If there is one buzz-word that has caught the attention of the tech investing community in recent times, it is “cloud” (and “cloud computing”).
Just what is all the fuss about?
Is this just another fad or is cloud computing really the future that one needs to seriously consider from an investment perspective?
Understanding the Core Challenges that Businesses Face
To evaluate if cloud computing is truly “the future”, we will first need to understand the value it brings. To understand its value, we will need to understand the problem it solves.
I’ll explain Cloud Computing with a simple analogy.
Imagine you need to run a restaurant that aims to serve the largest variety of menu items possible, and be able to serve every single diner that comes through the door.
What do you think it would take to keep an operation like this going?
I’m sure you’ll be quick to realize the primary challenge is to raise the capital needed to purchase and stock up on resources required in your inventory, kitchen space, personnel, etc.
Now supposed you had all the money in the world to put everything in place, would that be a satisfying answer?
Well, unless the restaurant is packed to the brim all the time, chances are there will be lots of inefficiencies in terms of unused capacity and inventory.
In a (grossly) simplified way, the modern tech and IT environment in most organizations suffer from the exact same problems. The exception being that we are dealing with software and computers in the tech space, whereas in a restaurant it is about food ingredients and kitchens.
How Cloud Computing Solves the Problem
Organizations today need more tech and IT in their business than ever before and this leads to a fundamental dilemma as illustrated in the analogy above.
The more tech that an organization adopts, the more expensive it is to setup and upkeep everything in-house due to the investment needed on hardware, software and personnel. The more types of tech that an organization adopts, the more fragmented the usage will be, thereby leading to higher inefficiencies. The larger the organization scales, the more pronounced the problems become.
Early cloud computing solution providers recognized this and figured out a way around this. They figured that, if they could pool all the hardware and software resources together, and share them in some way across to multiple organizations, then they can extract efficiencies and achieve economies of scale.
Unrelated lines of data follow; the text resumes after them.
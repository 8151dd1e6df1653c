//! Sequential navigation index over docnav sidebars.
//!
//! Flattens every normalized sidebar into an ordered list of document ids
//! and answers the structural queries page rendering needs: which sidebar
//! owns a document, and what its previous/next neighbors are. Built once per
//! sidebar load; derived values only, never mutated in place.
//!
//! Document ids are assumed unique across the corpus. If an id appears in
//! several sidebars, the first sidebar in authoring order owns it.
//!
//! # Example
//!
//! ```
//! use docnav_index::NavigationIndex;
//! use docnav_sidebar::normalize;
//! use serde_json::json;
//!
//! let sidebars = normalize(&json!({ "docs": ["a", "b", "c"] })).unwrap();
//! let index = NavigationIndex::build(&sidebars);
//!
//! let nav = index.navigation_for("b").unwrap();
//! assert_eq!(nav.previous.as_deref(), Some("a"));
//! assert_eq!(nav.next.as_deref(), Some("c"));
//! ```

use std::collections::HashSet;

use docnav_sidebar::{SidebarCollection, collect_doc_ids};

/// Navigation index error.
#[derive(Debug, thiserror::Error)]
pub enum IndexError {
    /// Sidebars reference document ids with no corresponding document.
    ///
    /// Reported as one aggregate failure so every dangling reference shows
    /// up at once, alongside the full set of known ids.
    #[error("sidebars reference unknown document ids {missing:?}; known ids: {valid:?}")]
    UnknownDocIds {
        /// Referenced ids with no matching document, sorted.
        missing: Vec<String>,
        /// All known-valid ids, sorted.
        valid: Vec<String>,
    },
}

/// Previous/next neighbors of a document within its owning sidebar.
#[derive(Clone, Debug, PartialEq, Eq)]
pub struct DocNavigation {
    /// Name of the owning sidebar.
    pub sidebar: String,
    /// Preceding document id, `None` at the start of the sidebar.
    pub previous: Option<String>,
    /// Following document id, `None` at the end of the sidebar.
    pub next: Option<String>,
}

/// Flattened document-id lists, one per sidebar, in authoring order.
#[derive(Clone, Debug, Default, PartialEq, Eq)]
pub struct NavigationIndex {
    doc_ids_by_sidebar: Vec<(String, Vec<String>)>,
}

impl NavigationIndex {
    /// Build the index from a normalized sidebar collection.
    ///
    /// Each sidebar is flattened in pre-order: ancestors before descendants,
    /// siblings in authoring order.
    #[must_use]
    pub fn build(sidebars: &SidebarCollection) -> Self {
        let doc_ids_by_sidebar: Vec<(String, Vec<String>)> = sidebars
            .iter()
            .map(|(name, sidebar)| {
                let ids = collect_doc_ids(sidebar)
                    .into_iter()
                    .map(str::to_owned)
                    .collect();
                (name.to_owned(), ids)
            })
            .collect();

        tracing::debug!(
            sidebar_count = doc_ids_by_sidebar.len(),
            doc_count = doc_ids_by_sidebar
                .iter()
                .map(|(_, ids)| ids.len())
                .sum::<usize>(),
            "Navigation index built"
        );

        Self { doc_ids_by_sidebar }
    }

    /// Flattened document ids for one sidebar.
    #[must_use]
    pub fn doc_ids(&self, sidebar: &str) -> Option<&[String]> {
        self.doc_ids_by_sidebar
            .iter()
            .find(|(name, _)| name == sidebar)
            .map(|(_, ids)| ids.as_slice())
    }

    /// First document id of the first sidebar that references any document.
    ///
    /// `None` when no sidebar references a document at all.
    #[must_use]
    pub fn first_doc_of_first_sidebar(&self) -> Option<&str> {
        self.doc_ids_by_sidebar
            .iter()
            .find_map(|(_, ids)| ids.first())
            .map(String::as_str)
    }

    /// Name of the sidebar owning a document id.
    ///
    /// When the id appears in several sidebars, the first by authoring order
    /// wins. `None` when no sidebar references the id.
    #[must_use]
    pub fn sidebar_owning(&self, doc_id: &str) -> Option<&str> {
        self.doc_ids_by_sidebar
            .iter()
            .find(|(_, ids)| ids.iter().any(|id| id == doc_id))
            .map(|(name, _)| name.as_str())
    }

    /// Previous/next neighbors of a document within its owning sidebar.
    ///
    /// Returns `None` when no sidebar owns the id.
    #[must_use]
    pub fn navigation_for(&self, doc_id: &str) -> Option<DocNavigation> {
        for (name, ids) in &self.doc_ids_by_sidebar {
            if let Some(position) = ids.iter().position(|id| id == doc_id) {
                return Some(DocNavigation {
                    sidebar: name.clone(),
                    previous: position.checked_sub(1).map(|p| ids[p].clone()),
                    next: ids.get(position + 1).cloned(),
                });
            }
        }
        None
    }

    /// Check that every referenced document id names a real document.
    ///
    /// One batched check: all violations are collected and reported
    /// together, not one error per id.
    ///
    /// # Errors
    ///
    /// Returns [`IndexError::UnknownDocIds`] listing every referenced id
    /// absent from `valid_ids`, alongside the full valid set.
    pub fn check_referenced_ids_exist(
        &self,
        valid_ids: &HashSet<String>,
    ) -> Result<(), IndexError> {
        let mut missing: Vec<String> = self
            .doc_ids_by_sidebar
            .iter()
            .flat_map(|(_, ids)| ids)
            .filter(|id| !valid_ids.contains(*id))
            .cloned()
            .collect();
        if missing.is_empty() {
            return Ok(());
        }
        missing.sort();
        missing.dedup();

        let mut valid: Vec<String> = valid_ids.iter().cloned().collect();
        valid.sort();

        Err(IndexError::UnknownDocIds { missing, valid })
    }
}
A valid business can then be built around this idea, by serving organizations as a service provider – selling access via the Internet to hardware and software resources that they own. This is fundamentally what cloud computing (or cloud-based solutions) is all about.
As it turns out, this approach provides an elegant solution and has proved to be wildly popular with organizations. By engaging with cloud computing and cloud solution providers, organizations are enabled to adopt and use technologies on an “as needed” basis, without heavy upfront investment and eliminating the problem of potential inefficiencies within the organization.
What does the Future Hold for Cloud Computing?
In the bigger picture, it should be clear that cloud computing drives tremendous value for all stakeholders involved;
- For suppliers, it is a better way to serve their client base.
- For consumers and organizations, this is a cheaper, quicker and more feasible way to keep up with technology.
As a result a virtuous cycle is formed and that ensures the continued sustainability of this approach going forward.
According to Grand View Research, the cloud computing market is estimated to grow at a CAGR of nearly 15% from 2020 to 2027 (that’s nearly TRIPLING of the market size in ~ 8 years!). That’s pretty much an indication that cloud computing is growing and is here to stay.
How can I Invest in Cloud Computing?
So, we have established the importance of cloud computing which explains why this is a rapidly growing market.
How can one get started as an investor?
If you are just getting started, a good (and arguably more conservative) starting point could be to look at specific segments within the cloud industry where the more established players are and is less fragmented.
One such segment is cloud infrastructure.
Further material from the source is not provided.